> [Exercise goal] Every line of the material must be copied exactly.

- Opening Delimiter -

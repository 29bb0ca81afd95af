//! Wayproxy - web archive replay/record proxy.
//!
//! Runs the proxy (`serve`) and manages collections (`init`, `reindex`,
//! `list`, `add`) and the root CA (`export-ca`).

use std::path::PathBuf;
use std::sync::Arc;

use clap::{Parser, Subcommand};
use directories::ProjectDirs;
use tracing_appender::rolling::{RollingFileAppender, Rotation};
use tracing_subscriber::{fmt, layer::SubscriberExt, util::SubscriberInitExt, EnvFilter};

use wayproxy_app::commands::{self, ServeOverrides};
use wayproxy_core::GatewayConfig;
use wayproxy_proxy::ProxyServer;
use wayproxy_storage::ArchiveStore;

/// Wayproxy - web archive replay/record proxy
#[derive(Parser, Debug)]
#[command(name = "wayproxy", version, about)]
struct Cli {
    /// Configuration file (defaults to ./wayproxy.toml when present)
    #[arg(long, global = true)]
    config: Option<PathBuf>,

    /// Set log level (error, warn, info, debug, trace)
    #[arg(long, global = true)]
    log_level: Option<String>,

    #[command(subcommand)]
    command: Command,
}

#[derive(Subcommand, Debug)]
enum Command {
    /// Run the proxy until Ctrl-C
    Serve {
        /// Port to listen on
        #[arg(long)]
        port: Option<u16>,

        /// Collection to replay from or record into
        #[arg(long)]
        coll: Option<String>,

        /// Record live traffic instead of replaying
        #[arg(long)]
        record: bool,
    },

    /// Create an empty collection
    Init {
        /// Collection name
        coll: String,
    },

    /// Rebuild a collection index from its archive files
    Reindex {
        /// Collection name
        coll: String,
    },

    /// List collections
    List,

    /// Add WARC files to a collection and reindex it
    Add {
        /// Collection name
        coll: String,

        /// `.warc.gz` files to add
        #[arg(required = true)]
        files: Vec<PathBuf>,
    },

    /// Print or write the root CA certificate
    ExportCa {
        /// Write the PEM here instead of printing it
        #[arg(long)]
        out: Option<PathBuf>,
    },
}

/// Get the logs directory path.
fn logs_dir(config: &GatewayConfig) -> Option<PathBuf> {
    config.logging.dir.clone().or_else(|| {
        ProjectDirs::from("", "wayproxy", "Wayproxy").map(|dirs| dirs.data_dir().join("logs"))
    })
}

/// Initialize logging, with daily-rotated files when `log_dir` is usable.
fn init_logging(
    log_level: &str,
    log_dir: Option<PathBuf>,
) -> Option<tracing_appender::non_blocking::WorkerGuard> {
    let env_filter = EnvFilter::try_from_default_env()
        .unwrap_or_else(|_| EnvFilter::new(format!("wayproxy={},warn", log_level)));

    if let Some(log_dir) = log_dir {
        if std::fs::create_dir_all(&log_dir).is_ok() {
            let file_appender = RollingFileAppender::builder()
                .rotation(Rotation::DAILY)
                .max_log_files(5)
                .filename_prefix("wayproxy")
                .filename_suffix("log")
                .build(&log_dir)
                .ok();

            if let Some(appender) = file_appender {
                let (non_blocking, guard) = tracing_appender::non_blocking(appender);

                tracing_subscriber::registry()
                    .with(env_filter)
                    .with(fmt::layer().with_writer(std::io::stderr))
                    .with(fmt::layer().with_writer(non_blocking).with_ansi(false))
                    .init();

                tracing::info!("Logging to {:?}", log_dir);
                return Some(guard);
            }
        }

        tracing_subscriber::fmt()
            .with_env_filter(env_filter)
            .with_writer(std::io::stderr)
            .init();
        tracing::warn!("File logging unavailable, using console only");
        return None;
    }

    tracing_subscriber::fmt()
        .with_env_filter(env_filter)
        .with_writer(std::io::stderr)
        .init();
    None
}

async fn serve(config: GatewayConfig, overrides: ServeOverrides) -> anyhow::Result<()> {
    let config = commands::apply_overrides(config, &overrides)?;
    let store = Arc::new(commands::open_store(&config));

    let route = config.proxy.route()?;
    if !store.has_collection(&route.collection).await? {
        if route.record {
            commands::init(&store, &route.collection).await?;
        } else {
            tracing::warn!(
                "Collection {} does not exist; every replay will be a 404",
                route.collection
            );
        }
    }

    let server = ProxyServer::new(&config, store)?;
    tracing::info!("CA certificate: {:?}", config.proxy.ca_file_cache);

    server
        .run(async {
            if let Err(e) = tokio::signal::ctrl_c().await {
                tracing::error!("Failed to listen for Ctrl-C: {}", e);
            }
        })
        .await?;

    Ok(())
}

#[tokio::main]
async fn main() -> anyhow::Result<()> {
    let cli = Cli::parse();
    let config = commands::load_config(cli.config.as_deref())?;

    let log_level = cli
        .log_level
        .clone()
        .unwrap_or_else(|| config.logging.level.clone());
    let log_dir = match cli.command {
        Command::Serve { .. } => logs_dir(&config),
        _ => None,
    };
    let _guard = init_logging(&log_level, log_dir);

    tracing::debug!("Wayproxy v{}", env!("CARGO_PKG_VERSION"));

    match cli.command {
        Command::Serve { port, coll, record } => {
            serve(
                config,
                ServeOverrides {
                    port,
                    collection: coll,
                    record,
                },
            )
            .await?;
        }
        Command::Init { coll } => {
            let store = commands::open_store(&config);
            commands::init(&store, &coll).await?;
            println!("Created collection {}", coll);
        }
        Command::Reindex { coll } => {
            let store = commands::open_store(&config);
            let summary = commands::reindex(&store, &coll).await?;
            println!(
                "Reindexed {}: {} records from {} files ({} skipped)",
                coll, summary.records, summary.files, summary.skipped
            );
        }
        Command::List => {
            let store = commands::open_store(&config);
            for name in commands::list(&store).await? {
                println!("{}", name);
            }
        }
        Command::Add { coll, files } => {
            let store = commands::open_store(&config);
            let summary = commands::add(&store, &coll, &files).await?;
            println!(
                "Added {} files to {}; index now holds {} records",
                files.len(),
                coll,
                summary.records
            );
        }
        Command::ExportCa { out } => {
            let pem = commands::export_ca(&config, out.as_deref())?;
            if out.is_none() {
                print!("{}", pem);
            }
        }
    }

    Ok(())
}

- Closing Delimiter -

> [Your response]
repository 29bb0ca81afd95af
//! Wayproxy - web archive replay/record proxy.
//!
//! Runs the proxy (`serve`) and manages collections (`init`, `reindex`,
//! `list`, `add`) and the root CA (`export-ca`).

use std::path::PathBuf;
use std::sync::Arc;

use clap::{Parser, Subcommand};
use directories::ProjectDirs;
use tracing_appender::rolling::{RollingFileAppender, Rotation};
use tracing_subscriber::{fmt, layer::SubscriberExt, util::SubscriberInitExt, EnvFilter};

use wayproxy_app::commands::{self, ServeOverrides};
use wayproxy_core::GatewayConfig;
use wayproxy_proxy::ProxyServer;
use wayproxy_storage::ArchiveStore;

/// Wayproxy - web archive replay/record proxy
#[derive(Parser, Debug)]
#[command(name = "wayproxy", version, about)]
struct Cli {
    /// Configuration file (defaults to ./wayproxy.toml when present)
    #[arg(long, global = true)]
    config: Option<PathBuf>,

    /// Set log level (error, warn, info, debug, trace)
    #[arg(long, global = true)]
    log_level: Option<String>,

    #[command(subcommand)]
    command: Command,
}

#[derive(Subcommand, Debug)]
enum Command {
    /// Run the proxy until Ctrl-C
    Serve {
        /// Port to listen on
        #[arg(long)]
        port: Option<u16>,

        /// Collection to replay from or record into
        #[arg(long)]
        coll: Option<String>,

        /// Record live traffic instead of replaying
        #[arg(long)]
        record: bool,
    },

    /// Create an empty collection
    Init {
        /// Collection name
        coll: String,
    },

    /// Rebuild a collection index from its archive files
    Reindex {
        /// Collection name
        coll: String,
    },

    /// List collections
    List,

    /// Add WARC files to a collection and reindex it
    Add {
        /// Collection name
        coll: String,

        /// `.warc.gz` files to add
        #[arg(required = true)]
        files: Vec<PathBuf>,
    },

    /// Print or write the root CA certificate
    ExportCa {
        /// Write the PEM here instead of printing it
        #[arg(long)]
        out: Option<PathBuf>,
    },
}

/// Get the logs directory path.
fn logs_dir(config: &GatewayConfig) -> Option<PathBuf> {
    config.logging.dir.clone().or_else(|| {
        ProjectDirs::from("", "wayproxy", "Wayproxy").map(|dirs| dirs.data_dir().join("logs"))
    })
}

/// Initialize logging, with daily-rotated files when `log_dir` is usable.
fn init_logging(
    log_level: &str,
    log_dir: Option<PathBuf>,
) -> Option<tracing_appender::non_blocking::WorkerGuard> {
    let env_filter = EnvFilter::try_from_default_env()
        .unwrap_or_else(|_| EnvFilter::new(format!("wayproxy={},warn", log_level)));

    if let Some(log_dir) = log_dir {
        if std::fs::create_dir_all(&log_dir).is_ok() {
            let file_appender = RollingFileAppender::builder()
                .rotation(Rotation::DAILY)
                .max_log_files(5)
                .filename_prefix("wayproxy")
                .filename_suffix("log")
                .build(&log_dir)
                .ok();

            if let Some(appender) = file_appender {
                let (non_blocking, guard) = tracing_appender::non_blocking(appender);

                tracing_subscriber::registry()
                    .with(env_filter)
                    .with(fmt::layer().with_writer(std::io::stderr))
                    .with(fmt::layer().with_writer(non_blocking).with_ansi(false))
                    .init();

                tracing::info!("Logging to {:?}", log_dir);
                return Some(guard);
            }
        }

        tracing_subscriber::fmt()
            .with_env_filter(env_filter)
            .with_writer(std::io::stderr)
            .init();
        tracing::warn!("File logging unavailable, using console only");
        return None;
    }

    tracing_subscriber::fmt()
        .with_env_filter(env_filter)
        .with_writer(std::io::stderr)
        .init();
    None
}

async fn serve(config: GatewayConfig, overrides: ServeOverrides) -> anyhow::Result<()> {
    let config = commands::apply_overrides(config, &overrides)?;
    let store = Arc::new(commands::open_store(&config));

    let route = config.proxy.route()?;
    if !store.has_collection(&route.collection).await? {
        if route.record {
            commands::init(&store, &route.collection).await?;
        } else {
            tracing::warn!(
                "Collection {} does not exist; every replay will be a 404",
                route.collection
            );
        }
    }

    let server = ProxyServer::new(&config, store)?;
    tracing::info!("CA certificate: {:?}", config.proxy.ca_file_cache);

    server
        .run(async {
            if let Err(e) = tokio::signal::ctrl_c().await {
                tracing::error!("Failed to listen for Ctrl-C: {}", e);
            }
        })
        .await?;

    Ok(())
}

#[tokio::main]
async fn main() -> anyhow::Result<()> {
    let cli = Cli::parse();
    let config = commands::load_config(cli.config.as_deref())?;

    let log_level = cli
        .log_level
        .clone()
        .unwrap_or_else(|| config.logging.level.clone());
    let log_dir = match cli.command {
        Command::Serve { .. } => logs_dir(&config),
        _ => None,
    };
    let _guard = init_logging(&log_level, log_dir);

    tracing::debug!("Wayproxy v{}", env!("CARGO_PKG_VERSION"));

    match cli.command {
        Command::Serve { port, coll, record } => {
            serve(
                config,
                ServeOverrides {
                    port,
                    collection: coll,
                    record,
                },
            )
            .await?;
        }
        Command::Init { coll } => {
            let store = commands::open_store(&config);
            commands::init(&store, &coll).await?;
            println!("Created collection {}", coll);
        }
        Command::Reindex { coll } => {
            let store = commands::open_store(&config);
            let summary = commands::reindex(&store, &coll).await?;
            println!(
                "Reindexed {}: {} records from {} files ({} skipped)",
                coll, summary.records, summary.files, summary.skipped
            );
        }
        Command::List => {
            let store = commands::open_store(&config);
            for name in commands::list(&store).await? {
                println!("{}", name);
            }
        }
        Command::Add { coll, files } => {
            let store = commands::open_store(&config);
            let summary = commands::add(&store, &coll, &files).await?;
            println!(
                "Added {} files to {}; index now holds {} records",
                files.len(),
                coll,
                summary.records
            );
        }
        Command::ExportCa { out } => {
            let pem = commands::export_ca(&config, out.as_deref())?;
            if out.is_none() {
                print!("{}", pem);
            }
        }
    }

    Ok(())
}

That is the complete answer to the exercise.